• **Task item**:
Return the following from the records below: each line, word for word, starting with the line that contains "repository fa8c94385a20a1ca" and going on through the line that contains "pub const MULTIPLESELECT: &'static", with nothing outside that range.

Saved entries
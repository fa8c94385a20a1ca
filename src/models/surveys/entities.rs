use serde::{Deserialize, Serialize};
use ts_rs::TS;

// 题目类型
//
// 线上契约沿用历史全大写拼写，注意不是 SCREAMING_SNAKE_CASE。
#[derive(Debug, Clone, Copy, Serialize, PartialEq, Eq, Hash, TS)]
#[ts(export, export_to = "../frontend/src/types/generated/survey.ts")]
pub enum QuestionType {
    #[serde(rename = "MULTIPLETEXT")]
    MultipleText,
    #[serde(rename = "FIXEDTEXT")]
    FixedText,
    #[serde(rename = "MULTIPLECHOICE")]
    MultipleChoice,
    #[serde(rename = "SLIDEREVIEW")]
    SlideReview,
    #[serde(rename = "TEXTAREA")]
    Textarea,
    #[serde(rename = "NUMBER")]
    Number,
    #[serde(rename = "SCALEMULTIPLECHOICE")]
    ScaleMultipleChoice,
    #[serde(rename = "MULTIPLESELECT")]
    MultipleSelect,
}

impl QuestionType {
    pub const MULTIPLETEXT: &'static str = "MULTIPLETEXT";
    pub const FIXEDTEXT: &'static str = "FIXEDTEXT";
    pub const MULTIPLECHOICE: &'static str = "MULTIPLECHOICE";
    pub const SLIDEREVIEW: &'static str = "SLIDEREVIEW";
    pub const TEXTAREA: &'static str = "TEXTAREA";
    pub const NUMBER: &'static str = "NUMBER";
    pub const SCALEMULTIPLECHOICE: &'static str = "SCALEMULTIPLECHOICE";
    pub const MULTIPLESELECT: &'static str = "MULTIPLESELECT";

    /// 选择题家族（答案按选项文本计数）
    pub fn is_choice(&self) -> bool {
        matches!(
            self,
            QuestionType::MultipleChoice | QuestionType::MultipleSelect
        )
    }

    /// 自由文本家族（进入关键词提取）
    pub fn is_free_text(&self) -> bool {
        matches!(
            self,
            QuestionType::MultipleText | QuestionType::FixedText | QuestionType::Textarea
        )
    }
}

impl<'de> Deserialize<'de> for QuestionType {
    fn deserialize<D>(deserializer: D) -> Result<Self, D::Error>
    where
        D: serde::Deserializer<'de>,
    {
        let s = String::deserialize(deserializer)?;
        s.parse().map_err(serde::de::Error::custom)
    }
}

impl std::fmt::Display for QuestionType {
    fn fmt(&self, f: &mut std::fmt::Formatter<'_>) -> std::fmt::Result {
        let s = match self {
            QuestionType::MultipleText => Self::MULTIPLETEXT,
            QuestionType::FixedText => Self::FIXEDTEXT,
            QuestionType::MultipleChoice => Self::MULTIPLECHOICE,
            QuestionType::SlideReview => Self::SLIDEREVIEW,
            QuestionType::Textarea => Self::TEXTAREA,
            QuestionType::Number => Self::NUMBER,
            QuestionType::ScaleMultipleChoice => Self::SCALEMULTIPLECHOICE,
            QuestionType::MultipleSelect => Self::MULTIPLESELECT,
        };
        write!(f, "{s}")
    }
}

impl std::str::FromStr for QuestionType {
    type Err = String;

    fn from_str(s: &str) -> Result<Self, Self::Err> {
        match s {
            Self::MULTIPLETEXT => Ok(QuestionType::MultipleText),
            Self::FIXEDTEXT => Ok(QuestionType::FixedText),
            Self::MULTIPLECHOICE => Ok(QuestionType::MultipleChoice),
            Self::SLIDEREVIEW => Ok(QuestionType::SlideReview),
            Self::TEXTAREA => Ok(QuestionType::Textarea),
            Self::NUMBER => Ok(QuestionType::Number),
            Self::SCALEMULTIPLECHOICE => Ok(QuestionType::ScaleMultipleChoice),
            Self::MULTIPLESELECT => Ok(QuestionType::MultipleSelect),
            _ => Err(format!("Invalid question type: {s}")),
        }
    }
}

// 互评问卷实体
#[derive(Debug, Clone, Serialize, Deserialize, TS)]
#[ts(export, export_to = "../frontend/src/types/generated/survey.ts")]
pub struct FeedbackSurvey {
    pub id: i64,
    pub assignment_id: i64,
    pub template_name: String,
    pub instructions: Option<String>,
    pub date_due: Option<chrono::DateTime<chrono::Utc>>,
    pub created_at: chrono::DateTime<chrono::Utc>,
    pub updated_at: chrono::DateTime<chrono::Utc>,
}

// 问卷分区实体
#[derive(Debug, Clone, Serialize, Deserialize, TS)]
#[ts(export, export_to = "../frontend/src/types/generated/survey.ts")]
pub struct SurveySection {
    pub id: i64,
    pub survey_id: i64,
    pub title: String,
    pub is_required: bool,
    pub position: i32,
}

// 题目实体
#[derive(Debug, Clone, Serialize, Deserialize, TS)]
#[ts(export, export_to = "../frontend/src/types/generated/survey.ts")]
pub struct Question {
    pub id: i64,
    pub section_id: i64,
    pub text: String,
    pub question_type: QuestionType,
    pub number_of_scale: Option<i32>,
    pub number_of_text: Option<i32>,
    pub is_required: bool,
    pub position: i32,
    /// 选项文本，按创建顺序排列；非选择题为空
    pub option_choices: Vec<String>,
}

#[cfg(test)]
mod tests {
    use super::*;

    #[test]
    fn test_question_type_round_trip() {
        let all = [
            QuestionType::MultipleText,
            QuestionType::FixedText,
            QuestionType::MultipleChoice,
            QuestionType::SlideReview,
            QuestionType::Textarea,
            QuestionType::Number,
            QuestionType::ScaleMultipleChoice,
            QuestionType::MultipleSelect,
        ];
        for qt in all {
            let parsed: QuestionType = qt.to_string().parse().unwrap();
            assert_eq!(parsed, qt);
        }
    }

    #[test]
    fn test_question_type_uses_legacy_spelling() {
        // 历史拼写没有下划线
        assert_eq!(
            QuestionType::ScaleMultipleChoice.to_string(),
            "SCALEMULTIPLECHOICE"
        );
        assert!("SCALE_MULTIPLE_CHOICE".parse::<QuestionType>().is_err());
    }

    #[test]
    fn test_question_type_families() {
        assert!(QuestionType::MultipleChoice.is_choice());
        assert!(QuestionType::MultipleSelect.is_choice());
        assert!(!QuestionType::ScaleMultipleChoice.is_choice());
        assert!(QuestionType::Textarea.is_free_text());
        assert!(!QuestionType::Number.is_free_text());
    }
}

* * *

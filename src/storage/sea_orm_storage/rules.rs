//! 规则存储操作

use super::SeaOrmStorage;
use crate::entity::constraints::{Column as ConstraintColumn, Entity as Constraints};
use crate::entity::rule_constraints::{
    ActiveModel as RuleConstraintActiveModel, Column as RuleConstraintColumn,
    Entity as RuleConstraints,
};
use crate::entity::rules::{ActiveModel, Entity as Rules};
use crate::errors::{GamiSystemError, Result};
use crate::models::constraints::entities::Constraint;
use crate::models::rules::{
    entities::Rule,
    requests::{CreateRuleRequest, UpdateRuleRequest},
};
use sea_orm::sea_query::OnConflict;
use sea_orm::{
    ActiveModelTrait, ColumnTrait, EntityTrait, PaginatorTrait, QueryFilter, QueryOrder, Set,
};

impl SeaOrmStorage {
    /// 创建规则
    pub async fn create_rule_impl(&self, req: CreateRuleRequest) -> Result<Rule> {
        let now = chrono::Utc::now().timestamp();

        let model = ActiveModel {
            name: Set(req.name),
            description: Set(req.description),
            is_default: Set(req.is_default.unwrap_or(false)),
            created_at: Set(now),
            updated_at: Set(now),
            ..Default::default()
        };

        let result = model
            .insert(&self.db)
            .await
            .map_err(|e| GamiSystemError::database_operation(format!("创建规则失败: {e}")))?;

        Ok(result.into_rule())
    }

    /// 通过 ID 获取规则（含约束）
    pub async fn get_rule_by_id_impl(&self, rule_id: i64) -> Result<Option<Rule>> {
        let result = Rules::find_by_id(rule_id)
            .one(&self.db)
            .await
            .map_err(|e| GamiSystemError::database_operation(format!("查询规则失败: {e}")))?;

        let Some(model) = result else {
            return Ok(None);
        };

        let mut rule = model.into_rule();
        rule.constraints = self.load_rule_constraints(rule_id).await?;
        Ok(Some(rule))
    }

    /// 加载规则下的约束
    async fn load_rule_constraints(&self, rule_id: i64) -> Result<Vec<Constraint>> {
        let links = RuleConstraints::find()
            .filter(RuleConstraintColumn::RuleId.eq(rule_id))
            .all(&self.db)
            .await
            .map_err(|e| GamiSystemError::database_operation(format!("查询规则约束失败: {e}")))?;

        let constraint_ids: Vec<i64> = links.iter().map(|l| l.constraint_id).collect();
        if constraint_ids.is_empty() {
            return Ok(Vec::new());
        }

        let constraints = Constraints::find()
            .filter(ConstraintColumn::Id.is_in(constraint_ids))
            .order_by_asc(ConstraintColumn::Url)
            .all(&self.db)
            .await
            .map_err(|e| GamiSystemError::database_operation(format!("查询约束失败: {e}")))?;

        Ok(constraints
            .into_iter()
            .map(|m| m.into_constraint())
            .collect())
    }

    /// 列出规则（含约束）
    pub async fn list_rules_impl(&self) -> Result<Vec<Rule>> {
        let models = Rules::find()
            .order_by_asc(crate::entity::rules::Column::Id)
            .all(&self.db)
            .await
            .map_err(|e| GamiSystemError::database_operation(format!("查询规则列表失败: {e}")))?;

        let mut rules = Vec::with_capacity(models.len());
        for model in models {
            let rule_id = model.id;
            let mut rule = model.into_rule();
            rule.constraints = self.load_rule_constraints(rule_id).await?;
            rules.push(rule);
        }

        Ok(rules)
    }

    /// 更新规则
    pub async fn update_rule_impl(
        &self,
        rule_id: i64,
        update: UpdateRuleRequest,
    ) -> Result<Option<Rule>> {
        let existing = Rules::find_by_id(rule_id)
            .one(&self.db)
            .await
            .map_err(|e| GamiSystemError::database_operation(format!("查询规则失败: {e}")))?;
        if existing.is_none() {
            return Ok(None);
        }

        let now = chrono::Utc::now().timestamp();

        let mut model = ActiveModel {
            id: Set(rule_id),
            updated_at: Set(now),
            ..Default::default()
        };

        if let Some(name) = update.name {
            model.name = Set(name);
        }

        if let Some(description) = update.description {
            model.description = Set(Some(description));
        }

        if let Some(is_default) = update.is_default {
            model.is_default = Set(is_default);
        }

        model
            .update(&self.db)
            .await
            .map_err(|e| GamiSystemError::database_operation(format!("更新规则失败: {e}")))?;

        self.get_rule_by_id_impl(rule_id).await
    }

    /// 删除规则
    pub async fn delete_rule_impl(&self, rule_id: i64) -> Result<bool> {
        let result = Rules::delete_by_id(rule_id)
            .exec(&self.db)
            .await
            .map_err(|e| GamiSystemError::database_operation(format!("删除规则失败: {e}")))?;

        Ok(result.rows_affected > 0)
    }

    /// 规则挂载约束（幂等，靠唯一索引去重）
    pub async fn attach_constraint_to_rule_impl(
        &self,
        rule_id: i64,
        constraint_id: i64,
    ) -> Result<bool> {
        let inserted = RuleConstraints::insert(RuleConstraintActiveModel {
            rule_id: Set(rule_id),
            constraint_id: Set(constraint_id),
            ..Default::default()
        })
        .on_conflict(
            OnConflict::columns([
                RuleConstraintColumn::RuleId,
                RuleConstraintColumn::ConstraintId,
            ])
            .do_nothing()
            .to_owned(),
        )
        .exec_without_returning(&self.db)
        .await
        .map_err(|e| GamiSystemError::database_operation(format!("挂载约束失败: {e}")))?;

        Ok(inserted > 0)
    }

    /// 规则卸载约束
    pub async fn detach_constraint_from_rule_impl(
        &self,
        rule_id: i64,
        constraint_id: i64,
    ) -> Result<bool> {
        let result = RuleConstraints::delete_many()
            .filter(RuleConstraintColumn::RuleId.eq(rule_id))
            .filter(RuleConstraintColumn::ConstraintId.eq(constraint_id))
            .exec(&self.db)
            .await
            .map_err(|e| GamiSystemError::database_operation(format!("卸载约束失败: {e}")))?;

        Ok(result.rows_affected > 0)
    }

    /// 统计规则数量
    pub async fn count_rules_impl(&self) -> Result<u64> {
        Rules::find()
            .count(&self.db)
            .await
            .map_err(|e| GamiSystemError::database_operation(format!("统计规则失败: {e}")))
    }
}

• **Answer to this task**:
repository fa8c94385a20a1ca
filename src/models/surveys/entities.rs
use serde::{Deserialize, Serialize};
use ts_rs::TS;

// 题目类型
//
// 线上契约沿用历史全大写拼写，注意不是 SCREAMING_SNAKE_CASE。
#[derive(Debug, Clone, Copy, Serialize, PartialEq, Eq, Hash, TS)]
#[ts(export, export_to = "../frontend/src/types/generated/survey.ts")]
pub enum QuestionType {
    #[serde(rename = "MULTIPLETEXT")]
    MultipleText,
    #[serde(rename = "FIXEDTEXT")]
    FixedText,
    #[serde(rename = "MULTIPLECHOICE")]
    MultipleChoice,
    #[serde(rename = "SLIDEREVIEW")]
    SlideReview,
    #[serde(rename = "TEXTAREA")]
    Textarea,
    #[serde(rename = "NUMBER")]
    Number,
    #[serde(rename = "SCALEMULTIPLECHOICE")]
    ScaleMultipleChoice,
    #[serde(rename = "MULTIPLESELECT")]
    MultipleSelect,
}

impl QuestionType {
    pub const MULTIPLETEXT: &'static str = "MULTIPLETEXT";
    pub const FIXEDTEXT: &'static str = "FIXEDTEXT";
    pub const MULTIPLECHOICE: &'static str = "MULTIPLECHOICE";
    pub const SLIDEREVIEW: &'static str = "SLIDEREVIEW";
    pub const TEXTAREA: &'static str = "TEXTAREA";
    pub const NUMBER: &'static str = "NUMBER";
    pub const SCALEMULTIPLECHOICE: &'static str = "SCALEMULTIPLECHOICE";
    pub const MULTIPLESELECT: &'static str = "MULTIPLESELECT";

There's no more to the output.